Preschool children with cystic fibrosis (PwCF) are mostly not able to follow breath-hold commands of chest CT for which reason CTs are performed either by free-breathing or pressure-controlled protocol under general anesthesia, both resulting in (expiratory) scans near FRC but not RV. CTs taken in lateral decubitus position while free breathing results in an expiratory lung volume of the dependent lung near RV and of the ?inspiratory? contralateral lung between FRC and TLC.

Aims

To evaluate the feasibility and sensitivity of lateral decubitus CT to detect structural lung disease in PwCF.


Methods
PwCF who had a lateral decubitus CT at Copenhagen CF-Center were enrolled. For each CT, one left lateral and one right lateral CT was scored by PRAGMA-CF to quantify on the inspiratory CT the %volume occupied by bronchiectasis (%BE), mucus plugging, airway wall thickening, atelectasis(%Atel), and sum of all airway abnormalities (%Dis), and on the expiratory CT Trapped air (%TA).
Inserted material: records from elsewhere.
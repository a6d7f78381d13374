//! Torrent state strings reported by the daemon and their reduction to the
//! six lifecycle statuses exposed as metric labels.

use std::fmt;

use serde::Deserialize;

/// Raw `state` field of a torrent as reported by `/api/v2/torrents/info`.
#[derive(Debug, Clone, PartialEq, Eq, Default, Deserialize)]
#[serde(from = "String")]
pub enum TorrentState {
    Error,
    MissingFiles,
    Uploading,
    PausedUpload,
    StoppedUpload,
    QueuedUpload,
    StalledUpload,
    CheckingUpload,
    ForcedUpload,
    Allocating,
    Downloading,
    MetadataDownload,
    ForcedMetadataDownload,
    PausedDownload,
    StoppedDownload,
    QueuedDownload,
    ForcedDownload,
    StalledDownload,
    CheckingDownload,
    CheckingResumeData,
    Moving,
    #[default]
    Unknown,
    /// A state string this build does not recognize.
    Other(String),
}

#[derive(Debug, Clone, Copy, PartialEq, Eq, Hash, PartialOrd, Ord)]
pub enum LifecycleStatus {
    Downloading,
    Uploading,
    Complete,
    Checking,
    Errored,
    Paused,
}

impl LifecycleStatus {
    pub const ALL: [LifecycleStatus; 6] = [
        Self::Downloading,
        Self::Uploading,
        Self::Complete,
        Self::Checking,
        Self::Errored,
        Self::Paused,
    ];

    pub fn as_str(&self) -> &'static str {
        match self {
            Self::Downloading => "downloading",
            Self::Uploading => "uploading",
            Self::Complete => "complete",
            Self::Checking => "checking",
            Self::Errored => "errored",
            Self::Paused => "paused",
        }
    }
}

impl fmt::Display for LifecycleStatus {
    fn fmt(&self, f: &mut fmt::Formatter<'_>) -> fmt::Result {
        f.write_str(self.as_str())
    }
}

impl TorrentState {
    pub fn as_str(&self) -> &str {
        match self {
            Self::Error => "error",
            Self::MissingFiles => "missingFiles",
            Self::Uploading => "uploading",
            Self::PausedUpload => "pausedUP",
            Self::StoppedUpload => "stoppedUP",
            Self::QueuedUpload => "queuedUP",
            Self::StalledUpload => "stalledUP",
            Self::CheckingUpload => "checkingUP",
            Self::ForcedUpload => "forcedUP",
            Self::Allocating => "allocating",
            Self::Downloading => "downloading",
            Self::MetadataDownload => "metaDL",
            Self::ForcedMetadataDownload => "forcedMetaDL",
            Self::PausedDownload => "pausedDL",
            Self::StoppedDownload => "stoppedDL",
            Self::QueuedDownload => "queuedDL",
            Self::ForcedDownload => "forcedDL",
            Self::StalledDownload => "stalledDL",
            Self::CheckingDownload => "checkingDL",
            Self::CheckingResumeData => "checkingResumeData",
            Self::Moving => "moving",
            Self::Unknown => "unknown",
            Self::Other(raw) => raw,
        }
    }

    /// Checking and error states take precedence over transfer direction.
    /// An inactive torrent counts as complete once all wanted pieces are
    /// present and as paused otherwise.
    pub fn lifecycle(&self) -> LifecycleStatus {
        match self {
            Self::Error | Self::MissingFiles | Self::Unknown | Self::Other(_) => {
                LifecycleStatus::Errored
            }
            Self::CheckingUpload
            | Self::CheckingDownload
            | Self::CheckingResumeData
            | Self::Moving => LifecycleStatus::Checking,
            Self::PausedDownload | Self::StoppedDownload => LifecycleStatus::Paused,
            Self::PausedUpload | Self::StoppedUpload => LifecycleStatus::Complete,
            Self::Uploading | Self::StalledUpload | Self::QueuedUpload | Self::ForcedUpload => {
                LifecycleStatus::Uploading
            }
            Self::Downloading
            | Self::MetadataDownload
            | Self::ForcedMetadataDownload
            | Self::StalledDownload
            | Self::QueuedDownload
            | Self::ForcedDownload
            | Self::Allocating => LifecycleStatus::Downloading,
        }
    }
}

impl From<&str> for TorrentState {
    fn from(value: &str) -> Self {
        match value {
            "error" => Self::Error,
            "missingFiles" => Self::MissingFiles,
            "uploading" => Self::Uploading,
            "pausedUP" => Self::PausedUpload,
            "stoppedUP" => Self::StoppedUpload,
            "queuedUP" => Self::QueuedUpload,
            "stalledUP" => Self::StalledUpload,
            "checkingUP" => Self::CheckingUpload,
            "forcedUP" => Self::ForcedUpload,
            "allocating" => Self::Allocating,
            "downloading" => Self::Downloading,
            "metaDL" => Self::MetadataDownload,
            "forcedMetaDL" => Self::ForcedMetadataDownload,
            "pausedDL" => Self::PausedDownload,
            "stoppedDL" => Self::StoppedDownload,
            "queuedDL" => Self::QueuedDownload,
            "forcedDL" => Self::ForcedDownload,
            "stalledDL" => Self::StalledDownload,
            "checkingDL" => Self::CheckingDownload,
            "checkingResumeData" => Self::CheckingResumeData,
            "moving" => Self::Moving,
            "unknown" => Self::Unknown,
            other => Self::Other(other.to_string()),
        }
    }
}

impl From<String> for TorrentState {
    fn from(value: String) -> Self {
        Self::from(value.as_str())
    }
}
Lung volumes were scored by Myrian. Results are mean[SD].

Results
48 PwCF (age 1.98[1.13] years) with 73 CTs were included. 4% of left and 3% of right position CTs had poor quality. BE, Atel, and TA were observed on 81%, 74%, and 51% of CTs, with %BE 0.67[0.92], %Atel 2.40[3.98], %TA 3.14[7.61], and %Dis 5.58[6.88]. Lung volume was measured on 58 CTs (15 excluded because of slice increment >3mm). Lung volumes for inspiratory and expiratory CTs were 508.7[199.4]mL and 344[137.7]mL. Mean inspiratory/expiratory volume ratio was 1.48[0.13].

Conclusions
Lateral decubitus CTs using PRAGMA-CF is a feasible and sensitive technique to detect and monitor structural lung abnormalities in PwCF.